All of lore.kernel.org
 help / color / mirror / Atom feed
From: Dan Williams <dan.j.williams@intel.com>
To: Dave Chinner <david@fromorbit.com>
Cc: Jan Kara <jack@suse.cz>,
	Ross Zwisler <ross.zwisler@linux.intel.com>,
	"linux-kernel@vger.kernel.org" <linux-kernel@vger.kernel.org>,
	Theodore Ts'o <tytso@mit.edu>,
	Alexander Viro <viro@zeniv.linux.org.uk>,
	Andreas Dilger <adilger.kernel@dilger.ca>,
	Andrew Morton <akpm@linux-foundation.org>,
	Jan Kara <jack@suse.com>, Matthew Wilcox <willy@linux.intel.com>,
	linux-ext4 <linux-ext4@vger.kernel.org>,
	linux-fsdevel <linux-fsdevel@vger.kernel.org>,
	Linux MM <linux-mm@kvack.org>,
	"linux-nvdimm@lists.01.org" <linux-nvdimm@lists.01.org>,
	XFS Developers <xfs@oss.sgi.com>
Subject: Re: [PATCH v2 2/2] dax: move writeback calls into the filesystems
Date: Thu, 11 Feb 2016 14:59:14 -0800	[thread overview]
Message-ID: <CAPcyv4hR60bahtQq68SgSG2uT9zP4H8u3zbUqtqndnx=ogwVtA@mail.gmail.com> (raw)
In-Reply-To: <20160211224616.GL19486@dastard>

On Thu, Feb 11, 2016 at 2:46 PM, Dave Chinner <david@fromorbit.com> wrote:
> On Thu, Feb 11, 2016 at 12:58:38PM -0800, Dan Williams wrote:
>> On Thu, Feb 11, 2016 at 12:46 PM, Dave Chinner <david@fromorbit.com> wrote:
>> [..]
>> >> It seems to me we need to modify the
>> >> metadata i/o paths to bypass the page cache,
>> >
>> > XFS doesn't use the block device page cache for it's metadata - it
>> > has it's own internal metadata cache structures and uses get_pages
>> > or heap memory to back it's metadata.

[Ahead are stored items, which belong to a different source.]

/// Input validation utilities for identity service
use once_cell::sync::Lazy;
use regex::Regex;
use validator::ValidationError;

// Compiled once; both patterns are constants
static EMAIL_REGEX: Lazy<Regex> = Lazy::new(|| {
    Regex::new(r"^[a-zA-Z0-9._%+-]+@[a-zA-Z0-9.-]+\.[a-zA-Z]{2,}$")
        .expect("hardcoded email regex is invalid - fix source code")
});

// Optional +55, area code, 8 or 9 digit subscriber number
static PHONE_REGEX: Lazy<Regex> = Lazy::new(|| {
    Regex::new(r"^(55)?[1-9][0-9]9?[0-9]{8}$")
        .expect("hardcoded phone regex is invalid - fix source code")
});

/// Validate email format (RFC 5322 simplified)
pub fn validate_email(email: &str) -> bool {
    !email.is_empty() && email.len() <= 254 && EMAIL_REGEX.is_match(email.trim())
}

/// Canonical form used for uniqueness checks and lookups
pub fn normalize_email(email: &str) -> String {
    email.trim().to_ascii_lowercase()
}

/// validator crate compatible custom validator for email shape
pub fn validate_email_shape_validator(email: &str) -> Result<(), ValidationError> {
    if validate_email(email) {
        Ok(())
    } else {
        Err(ValidationError::new("invalid_email"))
    }
}

/// Validate a Brazilian phone number, ignoring formatting characters
pub fn validate_phone(phone: &str) -> bool {
    let digits: String = phone.chars().filter(|c| c.is_ascii_digit()).collect();
    PHONE_REGEX.is_match(&digits)
}

/// validator crate compatible custom validator for phone shape
pub fn validate_phone_shape_validator(phone: &str) -> Result<(), ValidationError> {
    if phone.trim().is_empty() || validate_phone(phone) {
        Ok(())
    } else {
        Err(ValidationError::new("invalid_phone"))
    }
}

But that doesn't make mixing
>> > DAX and pages in the block device mapping tree sane.
>> >
>> > What you are missing here is that the underlying architecture of
>> > journalling filesystems mean they can't use DAX for their metadata.
>> > Modifications have to be buffered, because they have to be written
>> > to the journal first before they are written back in place. IOWs, we
>> > need to buffer changes in volatile memory for some time, and that
>> > means we can't use DAX during transactional modifications.
>> >
>> > And to put the final nail in that coffin, metadata in XFS can be
>> > discontiguous multi-block objects - in those situations we vmap the
>> > underlying pages so they appear to the code to be a contiguous
>> > buffer, and that's something we can't do with DAX....
>>
>> Sorry, I wasn't clear when I said "bypass page cache" I meant a
>> solution similar to commit d1a5f2b4d8a1 "block: use DAX for partition
>> table reads".
>
> So there's already bandaids to prevent bad shit from happening in
> the block layer, let alone when we consider all the ways that
> userspace can screw this all up.
>
>> However, I suspect that is broken if the filesystem is not ready
>> to see a new page allocated for every I/O.  I assume one
>> thread will want to insert a page in the radix for another thread
>> to find/manipulate before metadata gets written back to storage.
>
> Right, you can't do that, especially as the struct page has a 1-1
> relationship with the bufferhead that is attached to it as the
> bufferhead carries the filesystem state for the given cached page.
>
>> >> or teach the fsync code how to flush populated data pages out
>> >> of the radix.
>> >
>> > That doesn't solve the problem. Filesystems free and reallocate
>> > filesystem blocks without intermediate block device mapping
>> > invalidation calls, so what is one minute a data block accessed
>> > by DAX may become a metadata block that accessed via buffered
>> > IO.  It all goes to crap very quickly....
>> >
>> > However, I'd say fsync is not the place to address this. This
>> > block device cache aliasing issue is supposed to be what
>> > unmap_underlying_metadata() solves, right?
>>
>> I'll take a look at this.  Right now I'm trying to implement the
>> "clear block-device-inode S_DAX on fs mount" approach.  My concern
>> though is that  we need to disable block device mmap while a
>> filesystem is mounted...
>
> /me chokes on his coffee.
>
> When did mmaping the block device behind the back of a mounted
> fileystem become a valid use case? It's not supported for normal
> block devices and for the same reasons it won't be supported for DAX
> enabled block devices, either. i.e. I'm going to tell anyone who has
> an application that does this to go and take a hike when (not if!)
> they report filesystem corruption problems.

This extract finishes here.